[EXERCISE DESCRIPTION]: Below are some entries. Work out how many of their lines hold the word "anyhow", and write that number alone.

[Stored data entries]
╔══

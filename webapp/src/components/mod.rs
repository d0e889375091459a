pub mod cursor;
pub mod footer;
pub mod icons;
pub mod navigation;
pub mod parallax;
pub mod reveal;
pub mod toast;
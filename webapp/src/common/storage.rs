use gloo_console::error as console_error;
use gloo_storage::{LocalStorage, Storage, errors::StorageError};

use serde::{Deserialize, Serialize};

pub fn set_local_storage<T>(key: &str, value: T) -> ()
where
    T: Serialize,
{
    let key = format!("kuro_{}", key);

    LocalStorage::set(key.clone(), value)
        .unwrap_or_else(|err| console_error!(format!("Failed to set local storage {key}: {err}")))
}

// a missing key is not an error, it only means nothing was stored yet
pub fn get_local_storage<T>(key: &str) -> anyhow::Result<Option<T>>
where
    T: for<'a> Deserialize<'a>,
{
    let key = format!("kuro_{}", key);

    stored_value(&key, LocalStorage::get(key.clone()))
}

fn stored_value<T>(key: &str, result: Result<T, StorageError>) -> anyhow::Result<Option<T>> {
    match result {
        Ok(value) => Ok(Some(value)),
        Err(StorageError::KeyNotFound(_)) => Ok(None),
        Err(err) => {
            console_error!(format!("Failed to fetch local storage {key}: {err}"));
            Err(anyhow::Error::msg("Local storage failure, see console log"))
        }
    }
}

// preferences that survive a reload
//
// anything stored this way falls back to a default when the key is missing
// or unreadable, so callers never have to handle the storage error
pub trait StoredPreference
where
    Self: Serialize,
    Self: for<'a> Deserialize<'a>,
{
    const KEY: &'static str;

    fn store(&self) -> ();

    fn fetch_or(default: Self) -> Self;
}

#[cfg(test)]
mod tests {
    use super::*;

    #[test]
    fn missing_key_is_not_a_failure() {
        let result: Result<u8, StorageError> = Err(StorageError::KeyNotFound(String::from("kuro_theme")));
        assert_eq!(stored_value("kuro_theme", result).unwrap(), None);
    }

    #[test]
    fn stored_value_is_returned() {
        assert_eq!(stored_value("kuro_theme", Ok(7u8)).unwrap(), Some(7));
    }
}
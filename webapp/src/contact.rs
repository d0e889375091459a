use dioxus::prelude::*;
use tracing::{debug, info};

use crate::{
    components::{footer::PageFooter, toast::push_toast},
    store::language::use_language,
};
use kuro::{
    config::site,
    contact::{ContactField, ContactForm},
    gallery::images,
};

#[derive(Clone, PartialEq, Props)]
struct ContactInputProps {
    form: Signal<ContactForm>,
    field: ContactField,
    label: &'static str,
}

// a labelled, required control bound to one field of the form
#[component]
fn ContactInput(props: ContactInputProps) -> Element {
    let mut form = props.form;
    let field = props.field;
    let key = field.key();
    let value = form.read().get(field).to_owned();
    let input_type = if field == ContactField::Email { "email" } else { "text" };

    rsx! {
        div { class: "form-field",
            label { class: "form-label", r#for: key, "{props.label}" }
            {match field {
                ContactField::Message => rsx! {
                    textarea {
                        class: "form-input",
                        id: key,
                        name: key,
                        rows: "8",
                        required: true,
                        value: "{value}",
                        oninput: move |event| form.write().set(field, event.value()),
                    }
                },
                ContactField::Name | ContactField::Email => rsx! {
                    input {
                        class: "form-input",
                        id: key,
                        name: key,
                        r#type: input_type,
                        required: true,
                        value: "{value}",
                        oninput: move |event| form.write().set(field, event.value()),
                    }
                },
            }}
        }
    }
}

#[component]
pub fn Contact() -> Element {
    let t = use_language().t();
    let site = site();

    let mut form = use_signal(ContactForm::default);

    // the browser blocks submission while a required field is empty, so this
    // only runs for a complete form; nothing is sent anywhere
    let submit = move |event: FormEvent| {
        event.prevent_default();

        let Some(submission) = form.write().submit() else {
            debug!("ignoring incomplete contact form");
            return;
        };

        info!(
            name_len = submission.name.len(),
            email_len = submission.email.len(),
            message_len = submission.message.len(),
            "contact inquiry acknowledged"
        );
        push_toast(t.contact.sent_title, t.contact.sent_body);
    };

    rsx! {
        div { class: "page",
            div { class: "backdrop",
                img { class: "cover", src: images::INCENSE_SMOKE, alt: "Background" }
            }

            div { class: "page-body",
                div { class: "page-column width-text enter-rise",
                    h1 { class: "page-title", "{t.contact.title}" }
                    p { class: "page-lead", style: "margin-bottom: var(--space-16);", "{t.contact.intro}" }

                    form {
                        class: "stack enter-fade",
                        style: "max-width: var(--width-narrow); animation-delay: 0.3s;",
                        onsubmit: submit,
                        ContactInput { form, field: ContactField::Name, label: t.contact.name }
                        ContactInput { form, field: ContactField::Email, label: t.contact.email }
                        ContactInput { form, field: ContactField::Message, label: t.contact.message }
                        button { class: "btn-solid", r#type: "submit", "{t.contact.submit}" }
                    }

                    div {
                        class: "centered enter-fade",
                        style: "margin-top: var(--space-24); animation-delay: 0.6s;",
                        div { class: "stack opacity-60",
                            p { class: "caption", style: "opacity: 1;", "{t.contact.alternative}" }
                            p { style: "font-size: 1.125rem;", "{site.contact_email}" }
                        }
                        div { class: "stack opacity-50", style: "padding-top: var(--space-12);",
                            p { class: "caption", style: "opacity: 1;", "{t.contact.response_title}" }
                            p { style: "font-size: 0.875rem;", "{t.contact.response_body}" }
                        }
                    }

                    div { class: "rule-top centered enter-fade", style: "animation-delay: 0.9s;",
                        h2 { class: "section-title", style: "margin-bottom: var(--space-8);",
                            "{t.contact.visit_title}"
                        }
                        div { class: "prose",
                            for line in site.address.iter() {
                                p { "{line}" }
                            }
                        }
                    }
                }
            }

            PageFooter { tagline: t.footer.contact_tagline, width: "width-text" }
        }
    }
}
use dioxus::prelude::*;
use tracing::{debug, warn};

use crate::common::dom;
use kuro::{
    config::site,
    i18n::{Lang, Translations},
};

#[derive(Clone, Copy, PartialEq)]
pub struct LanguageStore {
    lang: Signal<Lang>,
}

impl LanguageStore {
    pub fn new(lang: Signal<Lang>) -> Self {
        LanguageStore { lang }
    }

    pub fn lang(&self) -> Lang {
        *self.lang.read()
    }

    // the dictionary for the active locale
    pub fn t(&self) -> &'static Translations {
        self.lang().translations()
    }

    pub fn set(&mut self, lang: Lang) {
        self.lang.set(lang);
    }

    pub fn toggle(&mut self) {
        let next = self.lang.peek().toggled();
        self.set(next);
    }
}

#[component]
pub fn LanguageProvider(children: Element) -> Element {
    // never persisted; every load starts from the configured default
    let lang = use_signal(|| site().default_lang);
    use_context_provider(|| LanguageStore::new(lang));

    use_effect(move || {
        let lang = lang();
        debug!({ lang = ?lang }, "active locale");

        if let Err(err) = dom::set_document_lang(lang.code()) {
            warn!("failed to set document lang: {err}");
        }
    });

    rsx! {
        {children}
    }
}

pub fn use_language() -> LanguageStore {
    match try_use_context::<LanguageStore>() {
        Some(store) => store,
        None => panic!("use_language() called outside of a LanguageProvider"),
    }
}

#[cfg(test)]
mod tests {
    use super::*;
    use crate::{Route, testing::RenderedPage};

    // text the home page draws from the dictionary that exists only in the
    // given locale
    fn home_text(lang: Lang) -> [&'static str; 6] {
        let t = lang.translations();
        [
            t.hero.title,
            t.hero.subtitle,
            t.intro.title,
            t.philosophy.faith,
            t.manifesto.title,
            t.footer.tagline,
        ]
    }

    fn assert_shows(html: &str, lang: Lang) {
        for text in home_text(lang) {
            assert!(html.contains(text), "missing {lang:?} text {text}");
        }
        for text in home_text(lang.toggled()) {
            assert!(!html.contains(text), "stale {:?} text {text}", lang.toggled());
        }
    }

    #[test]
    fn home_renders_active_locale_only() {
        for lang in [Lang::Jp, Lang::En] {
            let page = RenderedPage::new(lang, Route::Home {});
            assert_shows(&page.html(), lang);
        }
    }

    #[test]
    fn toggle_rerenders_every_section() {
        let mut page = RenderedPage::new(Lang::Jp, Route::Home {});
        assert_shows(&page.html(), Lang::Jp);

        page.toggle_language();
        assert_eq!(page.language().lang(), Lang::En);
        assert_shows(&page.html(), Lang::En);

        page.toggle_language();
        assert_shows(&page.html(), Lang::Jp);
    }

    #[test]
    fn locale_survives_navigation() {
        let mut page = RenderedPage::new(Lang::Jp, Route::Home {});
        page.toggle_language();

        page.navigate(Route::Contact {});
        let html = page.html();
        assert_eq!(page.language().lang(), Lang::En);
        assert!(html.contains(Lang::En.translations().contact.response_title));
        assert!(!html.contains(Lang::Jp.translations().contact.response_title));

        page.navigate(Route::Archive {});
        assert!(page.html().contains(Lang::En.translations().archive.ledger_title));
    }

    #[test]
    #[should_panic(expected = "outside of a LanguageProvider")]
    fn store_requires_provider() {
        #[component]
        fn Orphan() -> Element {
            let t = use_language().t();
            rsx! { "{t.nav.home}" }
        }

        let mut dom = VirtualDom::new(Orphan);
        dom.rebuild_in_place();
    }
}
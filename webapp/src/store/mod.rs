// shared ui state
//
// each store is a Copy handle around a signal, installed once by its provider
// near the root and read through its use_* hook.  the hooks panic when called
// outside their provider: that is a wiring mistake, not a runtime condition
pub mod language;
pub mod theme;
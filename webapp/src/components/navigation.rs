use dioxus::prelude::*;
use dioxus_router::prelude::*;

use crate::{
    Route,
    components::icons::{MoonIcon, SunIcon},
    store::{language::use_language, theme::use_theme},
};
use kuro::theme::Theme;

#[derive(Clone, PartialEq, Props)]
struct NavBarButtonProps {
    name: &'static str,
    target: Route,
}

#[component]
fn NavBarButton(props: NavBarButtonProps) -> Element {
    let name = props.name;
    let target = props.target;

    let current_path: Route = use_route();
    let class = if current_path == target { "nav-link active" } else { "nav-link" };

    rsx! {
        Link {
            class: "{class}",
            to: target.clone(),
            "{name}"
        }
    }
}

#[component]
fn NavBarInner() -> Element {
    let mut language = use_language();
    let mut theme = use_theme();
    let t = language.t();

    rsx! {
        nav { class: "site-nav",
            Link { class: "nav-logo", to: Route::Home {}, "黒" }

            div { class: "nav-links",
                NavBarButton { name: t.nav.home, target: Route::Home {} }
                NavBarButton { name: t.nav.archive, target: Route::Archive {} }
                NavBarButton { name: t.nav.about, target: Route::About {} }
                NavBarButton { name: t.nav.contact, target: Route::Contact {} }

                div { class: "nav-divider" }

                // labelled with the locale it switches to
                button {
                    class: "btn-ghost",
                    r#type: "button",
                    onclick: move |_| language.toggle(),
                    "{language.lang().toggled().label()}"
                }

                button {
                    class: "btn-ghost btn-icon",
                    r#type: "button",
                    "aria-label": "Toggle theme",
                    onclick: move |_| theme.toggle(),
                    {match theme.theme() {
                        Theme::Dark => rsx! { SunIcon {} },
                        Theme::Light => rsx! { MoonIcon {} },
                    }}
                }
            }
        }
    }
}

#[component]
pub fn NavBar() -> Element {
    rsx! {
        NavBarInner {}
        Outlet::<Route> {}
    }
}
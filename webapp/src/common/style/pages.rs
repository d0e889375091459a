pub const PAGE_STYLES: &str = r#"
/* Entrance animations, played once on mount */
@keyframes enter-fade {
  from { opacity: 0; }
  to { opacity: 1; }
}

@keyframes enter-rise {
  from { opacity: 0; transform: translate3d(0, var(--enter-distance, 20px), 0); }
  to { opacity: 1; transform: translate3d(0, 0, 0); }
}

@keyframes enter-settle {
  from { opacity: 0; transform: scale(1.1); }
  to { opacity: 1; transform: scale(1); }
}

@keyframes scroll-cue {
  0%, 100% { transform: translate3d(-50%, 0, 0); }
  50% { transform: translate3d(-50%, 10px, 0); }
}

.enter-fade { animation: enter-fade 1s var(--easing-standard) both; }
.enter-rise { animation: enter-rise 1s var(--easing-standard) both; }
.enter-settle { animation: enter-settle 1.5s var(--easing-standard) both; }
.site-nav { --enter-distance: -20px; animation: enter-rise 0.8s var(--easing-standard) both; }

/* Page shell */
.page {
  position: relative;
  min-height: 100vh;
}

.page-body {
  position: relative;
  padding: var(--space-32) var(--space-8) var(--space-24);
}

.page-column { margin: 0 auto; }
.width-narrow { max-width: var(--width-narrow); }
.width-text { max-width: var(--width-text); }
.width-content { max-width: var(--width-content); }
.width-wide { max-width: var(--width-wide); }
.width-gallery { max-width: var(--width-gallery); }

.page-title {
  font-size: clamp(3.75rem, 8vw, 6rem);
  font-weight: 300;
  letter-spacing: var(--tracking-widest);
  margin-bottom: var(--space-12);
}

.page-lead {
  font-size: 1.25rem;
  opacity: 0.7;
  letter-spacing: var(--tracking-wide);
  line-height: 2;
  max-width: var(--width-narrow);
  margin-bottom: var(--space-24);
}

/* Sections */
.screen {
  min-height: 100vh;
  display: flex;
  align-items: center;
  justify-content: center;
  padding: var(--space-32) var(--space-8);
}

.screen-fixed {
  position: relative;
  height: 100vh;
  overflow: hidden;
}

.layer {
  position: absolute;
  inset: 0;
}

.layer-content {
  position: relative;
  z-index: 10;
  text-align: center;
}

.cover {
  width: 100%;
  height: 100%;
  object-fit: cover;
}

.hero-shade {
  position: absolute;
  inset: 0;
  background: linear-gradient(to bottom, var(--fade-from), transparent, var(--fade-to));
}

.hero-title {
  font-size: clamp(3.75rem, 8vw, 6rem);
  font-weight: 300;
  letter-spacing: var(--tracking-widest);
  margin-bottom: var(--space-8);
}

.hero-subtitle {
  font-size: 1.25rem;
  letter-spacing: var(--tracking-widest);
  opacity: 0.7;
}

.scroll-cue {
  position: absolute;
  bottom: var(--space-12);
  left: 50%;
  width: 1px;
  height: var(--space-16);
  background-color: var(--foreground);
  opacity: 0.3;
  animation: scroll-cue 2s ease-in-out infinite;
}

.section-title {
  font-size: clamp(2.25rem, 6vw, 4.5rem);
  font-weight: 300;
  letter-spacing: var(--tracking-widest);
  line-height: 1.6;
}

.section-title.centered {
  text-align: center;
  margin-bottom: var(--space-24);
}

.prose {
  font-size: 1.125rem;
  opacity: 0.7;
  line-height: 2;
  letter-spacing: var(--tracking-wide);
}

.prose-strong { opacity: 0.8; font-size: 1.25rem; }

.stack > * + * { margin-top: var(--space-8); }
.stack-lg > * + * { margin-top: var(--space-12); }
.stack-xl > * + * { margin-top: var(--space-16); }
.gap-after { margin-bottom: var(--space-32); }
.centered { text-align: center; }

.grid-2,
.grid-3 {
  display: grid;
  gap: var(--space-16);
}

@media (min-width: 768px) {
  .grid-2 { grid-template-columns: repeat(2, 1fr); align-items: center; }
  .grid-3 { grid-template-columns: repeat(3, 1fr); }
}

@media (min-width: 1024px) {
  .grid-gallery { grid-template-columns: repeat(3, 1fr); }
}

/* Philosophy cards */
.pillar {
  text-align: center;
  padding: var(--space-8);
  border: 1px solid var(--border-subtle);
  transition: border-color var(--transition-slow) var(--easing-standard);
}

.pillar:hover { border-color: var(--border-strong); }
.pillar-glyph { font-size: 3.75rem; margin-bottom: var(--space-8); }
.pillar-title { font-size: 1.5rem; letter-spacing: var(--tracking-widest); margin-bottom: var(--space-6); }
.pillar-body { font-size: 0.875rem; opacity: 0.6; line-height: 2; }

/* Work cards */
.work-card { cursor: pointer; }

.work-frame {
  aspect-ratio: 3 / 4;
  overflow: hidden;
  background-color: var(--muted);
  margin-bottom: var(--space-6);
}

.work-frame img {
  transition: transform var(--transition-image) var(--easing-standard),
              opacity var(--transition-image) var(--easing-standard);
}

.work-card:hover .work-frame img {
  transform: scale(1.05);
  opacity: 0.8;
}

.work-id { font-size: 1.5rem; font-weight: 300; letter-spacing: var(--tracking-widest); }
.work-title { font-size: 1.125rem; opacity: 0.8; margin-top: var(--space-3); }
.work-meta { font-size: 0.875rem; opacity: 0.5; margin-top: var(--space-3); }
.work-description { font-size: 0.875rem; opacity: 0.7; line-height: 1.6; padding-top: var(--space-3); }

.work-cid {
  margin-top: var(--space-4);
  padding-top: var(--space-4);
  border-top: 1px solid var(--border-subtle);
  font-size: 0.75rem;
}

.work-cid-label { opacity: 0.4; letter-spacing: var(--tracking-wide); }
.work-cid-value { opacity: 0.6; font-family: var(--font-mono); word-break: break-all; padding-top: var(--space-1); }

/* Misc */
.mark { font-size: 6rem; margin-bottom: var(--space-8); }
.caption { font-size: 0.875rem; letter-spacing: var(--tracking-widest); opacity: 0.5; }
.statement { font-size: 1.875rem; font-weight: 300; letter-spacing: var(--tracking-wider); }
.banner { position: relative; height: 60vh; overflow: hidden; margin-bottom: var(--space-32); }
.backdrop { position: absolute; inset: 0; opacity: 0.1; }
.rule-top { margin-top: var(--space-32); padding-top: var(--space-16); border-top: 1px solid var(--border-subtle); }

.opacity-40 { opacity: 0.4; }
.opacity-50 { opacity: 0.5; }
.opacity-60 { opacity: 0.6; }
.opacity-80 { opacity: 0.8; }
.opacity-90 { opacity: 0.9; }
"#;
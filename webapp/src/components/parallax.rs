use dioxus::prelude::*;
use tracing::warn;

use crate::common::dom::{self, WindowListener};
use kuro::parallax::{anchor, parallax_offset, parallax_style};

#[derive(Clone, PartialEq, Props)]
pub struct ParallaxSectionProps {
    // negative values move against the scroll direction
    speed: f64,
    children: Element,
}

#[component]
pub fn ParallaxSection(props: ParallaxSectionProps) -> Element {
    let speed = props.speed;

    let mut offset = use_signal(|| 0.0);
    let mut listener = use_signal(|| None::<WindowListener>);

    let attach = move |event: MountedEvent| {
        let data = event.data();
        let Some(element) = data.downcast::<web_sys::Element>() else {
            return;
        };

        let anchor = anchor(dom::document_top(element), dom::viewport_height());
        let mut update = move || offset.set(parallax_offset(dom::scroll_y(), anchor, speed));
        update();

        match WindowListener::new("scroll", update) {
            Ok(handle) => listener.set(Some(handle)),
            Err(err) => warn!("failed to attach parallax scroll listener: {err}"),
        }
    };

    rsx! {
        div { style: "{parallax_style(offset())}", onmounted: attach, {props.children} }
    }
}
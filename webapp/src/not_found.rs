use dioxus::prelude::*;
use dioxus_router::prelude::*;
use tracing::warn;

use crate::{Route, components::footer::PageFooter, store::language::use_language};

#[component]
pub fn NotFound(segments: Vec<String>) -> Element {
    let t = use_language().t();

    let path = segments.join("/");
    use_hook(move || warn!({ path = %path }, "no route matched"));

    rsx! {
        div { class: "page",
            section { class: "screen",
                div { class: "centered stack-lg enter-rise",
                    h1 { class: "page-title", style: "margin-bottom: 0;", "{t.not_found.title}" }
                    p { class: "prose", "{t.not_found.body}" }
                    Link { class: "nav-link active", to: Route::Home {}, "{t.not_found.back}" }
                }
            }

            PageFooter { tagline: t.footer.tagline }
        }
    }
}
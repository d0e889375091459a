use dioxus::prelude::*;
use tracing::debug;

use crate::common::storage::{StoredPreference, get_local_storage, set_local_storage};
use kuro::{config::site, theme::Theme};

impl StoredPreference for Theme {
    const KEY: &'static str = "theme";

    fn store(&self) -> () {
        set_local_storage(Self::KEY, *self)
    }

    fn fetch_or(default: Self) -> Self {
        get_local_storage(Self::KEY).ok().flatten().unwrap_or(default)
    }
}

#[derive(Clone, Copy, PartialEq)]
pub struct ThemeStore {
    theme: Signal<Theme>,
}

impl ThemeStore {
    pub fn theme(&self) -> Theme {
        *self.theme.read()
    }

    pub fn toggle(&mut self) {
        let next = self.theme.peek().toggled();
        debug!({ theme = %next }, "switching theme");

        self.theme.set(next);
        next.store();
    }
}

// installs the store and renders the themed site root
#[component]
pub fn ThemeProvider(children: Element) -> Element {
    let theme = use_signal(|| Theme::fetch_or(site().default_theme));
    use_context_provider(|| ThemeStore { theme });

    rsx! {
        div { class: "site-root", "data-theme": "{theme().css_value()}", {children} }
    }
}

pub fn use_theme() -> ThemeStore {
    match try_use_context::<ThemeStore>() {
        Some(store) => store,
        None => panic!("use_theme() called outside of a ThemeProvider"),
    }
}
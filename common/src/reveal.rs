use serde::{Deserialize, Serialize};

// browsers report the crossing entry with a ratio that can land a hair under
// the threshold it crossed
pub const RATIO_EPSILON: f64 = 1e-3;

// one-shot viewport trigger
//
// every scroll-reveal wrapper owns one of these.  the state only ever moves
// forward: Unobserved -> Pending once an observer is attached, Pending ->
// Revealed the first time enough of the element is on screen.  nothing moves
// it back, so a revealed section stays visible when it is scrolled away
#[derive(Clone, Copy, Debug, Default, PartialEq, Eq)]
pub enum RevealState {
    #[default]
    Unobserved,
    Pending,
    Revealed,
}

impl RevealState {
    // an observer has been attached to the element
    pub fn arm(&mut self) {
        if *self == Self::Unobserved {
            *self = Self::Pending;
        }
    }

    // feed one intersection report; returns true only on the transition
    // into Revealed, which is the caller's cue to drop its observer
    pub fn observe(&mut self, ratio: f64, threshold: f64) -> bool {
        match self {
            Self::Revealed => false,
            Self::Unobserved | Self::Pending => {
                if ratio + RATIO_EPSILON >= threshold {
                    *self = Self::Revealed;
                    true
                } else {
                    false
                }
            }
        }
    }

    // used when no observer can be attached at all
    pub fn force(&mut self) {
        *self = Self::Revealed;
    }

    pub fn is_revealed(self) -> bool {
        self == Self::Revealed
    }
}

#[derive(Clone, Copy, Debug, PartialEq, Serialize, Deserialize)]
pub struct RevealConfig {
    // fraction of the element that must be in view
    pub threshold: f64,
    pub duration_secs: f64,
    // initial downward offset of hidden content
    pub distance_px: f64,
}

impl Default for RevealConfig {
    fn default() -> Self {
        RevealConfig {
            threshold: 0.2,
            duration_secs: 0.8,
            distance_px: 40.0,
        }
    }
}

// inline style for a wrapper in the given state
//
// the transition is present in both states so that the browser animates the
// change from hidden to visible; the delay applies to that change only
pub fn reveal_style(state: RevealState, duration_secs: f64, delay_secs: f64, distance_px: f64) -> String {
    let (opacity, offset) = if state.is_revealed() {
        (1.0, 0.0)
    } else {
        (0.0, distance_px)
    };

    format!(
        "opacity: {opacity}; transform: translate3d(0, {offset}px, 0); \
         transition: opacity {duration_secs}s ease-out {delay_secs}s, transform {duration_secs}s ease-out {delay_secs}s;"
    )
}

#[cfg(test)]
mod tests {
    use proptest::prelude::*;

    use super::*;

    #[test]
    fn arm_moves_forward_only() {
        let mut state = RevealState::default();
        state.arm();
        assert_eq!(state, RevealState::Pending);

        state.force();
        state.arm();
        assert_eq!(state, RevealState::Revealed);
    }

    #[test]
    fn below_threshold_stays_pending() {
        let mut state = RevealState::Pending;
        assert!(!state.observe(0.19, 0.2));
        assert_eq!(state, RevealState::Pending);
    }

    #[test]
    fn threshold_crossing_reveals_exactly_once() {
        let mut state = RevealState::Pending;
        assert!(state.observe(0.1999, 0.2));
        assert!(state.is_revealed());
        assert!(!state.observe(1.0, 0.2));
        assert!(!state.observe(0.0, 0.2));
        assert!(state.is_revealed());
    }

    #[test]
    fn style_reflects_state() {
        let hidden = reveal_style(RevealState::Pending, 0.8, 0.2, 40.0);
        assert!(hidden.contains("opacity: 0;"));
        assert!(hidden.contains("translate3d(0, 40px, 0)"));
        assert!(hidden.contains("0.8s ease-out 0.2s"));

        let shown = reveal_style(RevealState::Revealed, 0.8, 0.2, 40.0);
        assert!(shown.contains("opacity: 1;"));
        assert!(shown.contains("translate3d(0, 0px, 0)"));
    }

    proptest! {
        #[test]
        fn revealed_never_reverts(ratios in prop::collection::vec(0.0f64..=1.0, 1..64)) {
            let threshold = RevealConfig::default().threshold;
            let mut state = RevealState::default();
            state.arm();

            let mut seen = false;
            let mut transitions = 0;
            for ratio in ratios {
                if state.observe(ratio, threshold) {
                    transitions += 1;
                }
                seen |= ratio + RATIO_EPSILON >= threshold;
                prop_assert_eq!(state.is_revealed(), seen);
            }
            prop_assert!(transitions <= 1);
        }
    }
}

╚══

[SOLUTION]: 3